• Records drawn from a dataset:
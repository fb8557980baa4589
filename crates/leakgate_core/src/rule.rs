//! Compiled rules and the keyword-indexed rule set.

use std::collections::HashMap;
use std::fmt;
use std::sync::Arc;

use aho_corasick::AhoCorasick;
use regex::Regex;

use leakgate_rules::{Category, RuleDef, Severity, SuppressFn};

use crate::error::RuleError;

/// A compiled detection rule ready for matching.
#[derive(Debug, Clone)]
pub struct Rule {
    /// Unique identifier in `"category/name"` format.
    pub id: Arc<str>,
    /// The category findings from this rule carry.
    pub category: Category,
    /// Short human-readable name shown in summaries.
    pub name: Box<str>,
    /// Longer description of what the rule detects.
    pub description: Box<str>,
    /// Severity assigned to findings from this rule.
    pub severity: Severity,
    /// Compiled regular expression that matches the leak.
    pub regex: Regex,
    /// Case-insensitive keywords for Aho-Corasick pre-filtering. If
    /// non-empty, the rule is only tested against content containing at
    /// least one keyword.
    pub keywords: Box<[Box<str>]>,
    /// Optional false-positive filter applied to each match.
    pub suppress: Option<SuppressFn>,
    /// Remediation guidance for findings from this rule.
    pub remediation: Box<str>,
}

impl Rule {
    /// Compiles a static rule definition.
    pub fn from_def(def: &RuleDef) -> Result<Self, RuleError> {
        let regex = Regex::new(def.regex).map_err(|source| RuleError::InvalidRegex {
            id: def.id.to_string(),
            source,
        })?;

        Ok(Self {
            id: Arc::from(def.id),
            category: def.category,
            name: def.name.into(),
            description: def.description.into(),
            severity: def.severity,
            regex,
            keywords: def.keywords.iter().map(|&k| k.into()).collect(),
            suppress: def.suppress,
            remediation: def.remediation_text().into(),
        })
    }
}

/// Indexed collection of [`Rule`]s with Aho-Corasick pre-filtering.
///
/// The set builds a keyword automaton at construction time so the
/// matcher can cheaply decide which rules to evaluate for a given piece
/// of content. Rule sets are explicitly constructed values passed into
/// the probes, never process-wide state, so tests can substitute them.
pub struct RuleSet {
    rules: Vec<Rule>,
    keyword_automaton: Option<AhoCorasick>,
    keyword_to_rules: Vec<Vec<usize>>,
    rules_without_keywords: Vec<usize>,
}

impl fmt::Debug for RuleSet {
    fn fmt(&self, f: &mut fmt::Formatter<'_>) -> fmt::Result {
        f.debug_struct("RuleSet")
            .field("rules", &self.rules.len())
            .field("rules_without_keywords", &self.rules_without_keywords.len())
            .finish_non_exhaustive()
    }
}

impl RuleSet {
    /// Creates a set containing every builtin rule.
    pub fn builtin() -> Result<Self, RuleError> {
        let rules = leakgate_rules::builtin_rules()
            .map(Rule::from_def)
            .collect::<Result<Vec<_>, _>>()?;
        Ok(Self::new(rules))
    }

    /// Creates a set from a list of rules, building the keyword index.
    #[must_use]
    pub fn new(rules: Vec<Rule>) -> Self {
        let index = build_keyword_index(&rules);
        let keyword_automaton = build_automaton(&index.keywords);

        Self {
            rules,
            keyword_automaton,
            keyword_to_rules: index.keyword_to_rules,
            rules_without_keywords: index.rules_without_keywords,
        }
    }

    /// Returns all rules as a slice.
    #[must_use]
    pub fn rules(&self) -> &[Rule] {
        &self.rules
    }

    /// Looks up a rule by its ID string.
    #[must_use]
    pub fn get(&self, id: &str) -> Option<&Rule> {
        self.rules.iter().find(|r| r.id.as_ref() == id)
    }

    /// Looks up a rule by its positional index in the set.
    #[must_use]
    pub fn get_by_index(&self, idx: usize) -> Option<&Rule> {
        self.rules.get(idx)
    }

    /// Returns the number of rules in the set.
    #[must_use]
    pub fn len(&self) -> usize {
        self.rules.len()
    }

    /// Returns `true` if the set contains no rules.
    #[must_use]
    pub fn is_empty(&self) -> bool {
        self.rules.is_empty()
    }

    pub(crate) fn keyword_automaton(&self) -> Option<&AhoCorasick> {
        self.keyword_automaton.as_ref()
    }

    pub(crate) fn keyword_to_rules(&self) -> &[Vec<usize>] {
        &self.keyword_to_rules
    }

    pub(crate) fn rules_without_keywords(&self) -> &[usize] {
        &self.rules_without_keywords
    }
}

struct KeywordIndex {
    keywords: Vec<String>,
    keyword_to_rules: Vec<Vec<usize>>,
    rules_without_keywords: Vec<usize>,
}

fn build_keyword_index(rules: &[Rule]) -> KeywordIndex {
    let mut keywords = Vec::new();
    let mut keyword_to_rules: Vec<Vec<usize>> = Vec::new();
    let mut rules_without_keywords = Vec::new();
    let mut keyword_positions: HashMap<String, usize> = HashMap::new();

    for (rule_idx, rule) in rules.iter().enumerate() {
        if rule.keywords.is_empty() {
            rules_without_keywords.push(rule_idx);
            continue;
        }

        for keyword in &rule.keywords {
            let keyword_str = keyword.to_string();

            if let Some(&existing_idx) = keyword_positions.get(&keyword_str) {
                keyword_to_rules[existing_idx].push(rule_idx);
            } else {
                let new_idx = keywords.len();
                keyword_positions.insert(keyword_str.clone(), new_idx);
                keywords.push(keyword_str);
                keyword_to_rules.push(vec![rule_idx]);
            }
        }
    }

    KeywordIndex {
        keywords,
        keyword_to_rules,
        rules_without_keywords,
    }
}

fn build_automaton(keywords: &[String]) -> Option<AhoCorasick> {
    if keywords.is_empty() {
        return None;
    }

    AhoCorasick::builder()
        .ascii_case_insensitive(true)
        .match_kind(aho_corasick::MatchKind::LeftmostLongest)
        .build(keywords)
        .ok()
}
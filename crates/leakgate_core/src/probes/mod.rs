//! The four probes that inspect different views of the repository.
//!
//! Each probe reads through [`RepoSource`](crate::source::RepoSource)
//! and returns plain findings; classification and ordering happen in
//! the aggregator. Probes degrade instead of failing: anything that
//! cannot be read becomes an informational finding or is skipped.

/// Working-tree content scanning.
pub mod content;
/// Commit history scanning.
pub mod history;
/// Author identity and environment checks.
pub mod identity;
/// Ignore configuration coverage checks.
pub mod ignore_audit;
//! Personal email address rules.

use crate::identity::is_noreply_email;
use crate::rule::{Category, RuleDef, Severity};

/// Rules detecting personal email addresses hardcoded in content.
pub static RULES: &[RuleDef] = &[crate::rule! {
    id: "content-pii/personal-email",
    category: Category::ContentPii,
    name: "Personal Email Address",
    description: "A consumer-provider email address identifies a person when published.",
    severity: Severity::High,
    regex: r"(?i)\b[A-Za-z0-9._%+-]+@(?:gmail\.com|yahoo\.co\.jp|yahoo\.com|hotmail\.com|hotmail\.co\.jp|outlook\.com|outlook\.jp|icloud\.com|me\.com|mac\.com|live\.com|live\.jp|msn\.com|protonmail\.com|proton\.me)\b",
    keywords: &[
        "gmail", "yahoo", "hotmail", "outlook", "icloud", "me.com", "mac.com", "live.", "msn",
        "protonmail", "proton.me",
    ],
    suppress: Some(|_line, matched| is_noreply_email(matched)),
}];
//! Builtin detection rules organised by what they detect.

/// Japanese postal address markers.
pub mod addresses;
/// API keys, tokens, and private key material.
pub mod api_keys;
/// Personal email addresses in content.
pub mod emails;
/// Hardcoded password assignments.
pub mod passwords;
/// Japanese phone numbers.
pub mod phones;

use crate::rule::RuleDef;

/// Returns every builtin rule definition across all groups.
pub fn builtin_rules() -> impl Iterator<Item = &'static RuleDef> {
    emails::RULES
        .iter()
        .chain(api_keys::RULES)
        .chain(passwords::RULES)
        .chain(phones::RULES)
        .chain(addresses::RULES)
}

#[cfg(test)]
mod tests {
    use std::collections::HashSet;

    use regex::Regex;

    use super::*;

    #[test]
    fn builtin_rules_is_not_empty() {
        assert!(builtin_rules().count() >= 10);
    }

    #[test]
    fn builtin_rule_ids_are_unique() {
        let mut seen = HashSet::new();
        for rule in builtin_rules() {
            assert!(seen.insert(rule.id), "duplicate rule id {}", rule.id);
        }
    }

    #[test]
    fn builtin_rule_ids_are_prefixed_with_their_category() {
        for rule in builtin_rules() {
            assert!(
                rule.id.starts_with(rule.category.as_str()),
                "rule id {} does not start with {}",
                rule.id,
                rule.category.as_str()
            );
        }
    }

    #[test]
    fn builtin_rules_have_valid_regexes() {
        for rule in builtin_rules() {
            assert!(Regex::new(rule.regex).is_ok(), "invalid regex in {}", rule.id);
        }
    }

    #[test]
    fn builtin_rules_have_names_and_descriptions() {
        for rule in builtin_rules() {
            assert!(!rule.name.is_empty());
            assert!(!rule.description.is_empty());
        }
    }
}
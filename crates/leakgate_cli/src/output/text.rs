//! Text output formatting for scan reports.

use std::io::Write;

use console::style;
use leakgate_core::prelude::*;

use crate::ui::{build_severity_summary, colors, indicators, pluralise_word, severity_indicator, severity_style};

/// Renders findings as styled, human-readable text grouped by category.
pub fn write(report: &Report, writer: &mut dyn Write, strip_colors: bool, verbose: bool) -> anyhow::Result<()> {
    let mut current_category = None;

    for finding in report.findings() {
        if current_category != Some(finding.category) {
            write_category_header(finding.category, current_category.is_some(), writer, strip_colors)?;
            current_category = Some(finding.category);
        }

        write_finding(finding, verbose, writer, strip_colors)?;
    }

    write_summary(report, writer, strip_colors)
}

fn write_category_header(
    category: Category,
    preceded: bool,
    writer: &mut dyn Write,
    strip_colors: bool,
) -> anyhow::Result<()> {
    if preceded {
        writeln!(writer)?;
    }

    write_line(
        writer,
        format_args!(
            "{} {}",
            style(category.name()).bold(),
            colors::muted().apply_to(format!("({category})"))
        ),
        strip_colors,
    )?;

    Ok(())
}

fn write_finding(finding: &Finding, verbose: bool, writer: &mut dyn Write, strip_colors: bool) -> anyhow::Result<()> {
    let sev_style = severity_style(finding.severity);

    write_line(
        writer,
        format_args!(
            "  {} {} {} {} {} {}",
            severity_indicator(finding.severity),
            sev_style.apply_to(finding.severity),
            colors::muted().apply_to("·"),
            colors::secondary().apply_to(&finding.location),
            colors::muted().apply_to("·"),
            style(&finding.summary).bold(),
        ),
        strip_colors,
    )?;

    if verbose {
        if let Some(detail) = &finding.detail {
            write_line(
                writer,
                format_args!("      {}", colors::muted().apply_to(detail)),
                strip_colors,
            )?;
        }

        if let Some(remediation) = &finding.remediation {
            write_line(
                writer,
                format_args!(
                    "      {} {}",
                    colors::info().apply_to(indicators::INFO),
                    colors::secondary().apply_to(remediation)
                ),
                strip_colors,
            )?;
        }
    }

    Ok(())
}

fn write_summary(report: &Report, writer: &mut dyn Write, strip_colors: bool) -> anyhow::Result<()> {
    if report.is_empty() {
        write_line(
            writer,
            format_args!(
                "{} {}",
                colors::success().apply_to(indicators::SUCCESS),
                colors::primary().apply_to("No leaks found")
            ),
            strip_colors,
        )?;
        return Ok(());
    }

    let count = report.len();
    let word = pluralise_word(count, "finding", "findings");

    writeln!(writer)?;
    write_line(
        writer,
        format_args!(
            "{} {} {} {}",
            colors::error().apply_to(indicators::ERROR),
            colors::primary().apply_to(format!("{count} {word}")),
            colors::muted().apply_to("·"),
            build_severity_summary(report)
        ),
        strip_colors,
    )?;

    Ok(())
}

fn write_line(writer: &mut dyn Write, args: std::fmt::Arguments<'_>, strip_colors: bool) -> anyhow::Result<()> {
    if strip_colors {
        let s = args.to_string();
        let stripped = console::strip_ansi_codes(&s);
        writeln!(writer, "{stripped}")?;
    } else {
        writeln!(writer, "{args}")?;
    }
    Ok(())
}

• PROBLEM DESCRIPTION: Return only the part of the records above that opens with the line containing "its ID string." and closes with the line containing "let mut keyword_positions: HashMap<String, usize>", ends included.

• REPLY TO THE EXERCISE:
    /// Looks up a rule by its ID string.
    #[must_use]
    pub fn get(&self, id: &str) -> Option<&Rule> {
        self.rules.iter().find(|r| r.id.as_ref() == id)
    }

    /// Looks up a rule by its positional index in the set.
    #[must_use]
    pub fn get_by_index(&self, idx: usize) -> Option<&Rule> {
        self.rules.get(idx)
    }

    /// Returns the number of rules in the set.
    #[must_use]
    pub fn len(&self) -> usize {
        self.rules.len()
    }

    /// Returns `true` if the set contains no rules.
    #[must_use]
    pub fn is_empty(&self) -> bool {
        self.rules.is_empty()
    }

    pub(crate) fn keyword_automaton(&self) -> Option<&AhoCorasick> {
        self.keyword_automaton.as_ref()
    }

    pub(crate) fn keyword_to_rules(&self) -> &[Vec<usize>] {
        &self.keyword_to_rules
    }

    pub(crate) fn rules_without_keywords(&self) -> &[usize] {
        &self.rules_without_keywords
    }
}

struct KeywordIndex {
    keywords: Vec<String>,
    keyword_to_rules: Vec<Vec<usize>>,
    rules_without_keywords: Vec<usize>,
}

fn build_keyword_index(rules: &[Rule]) -> KeywordIndex {
    let mut keywords = Vec::new();
    let mut keyword_to_rules: Vec<Vec<usize>> = Vec::new();
    let mut rules_without_keywords = Vec::new();
    let mut keyword_positions: HashMap<String, usize> = HashMap::new();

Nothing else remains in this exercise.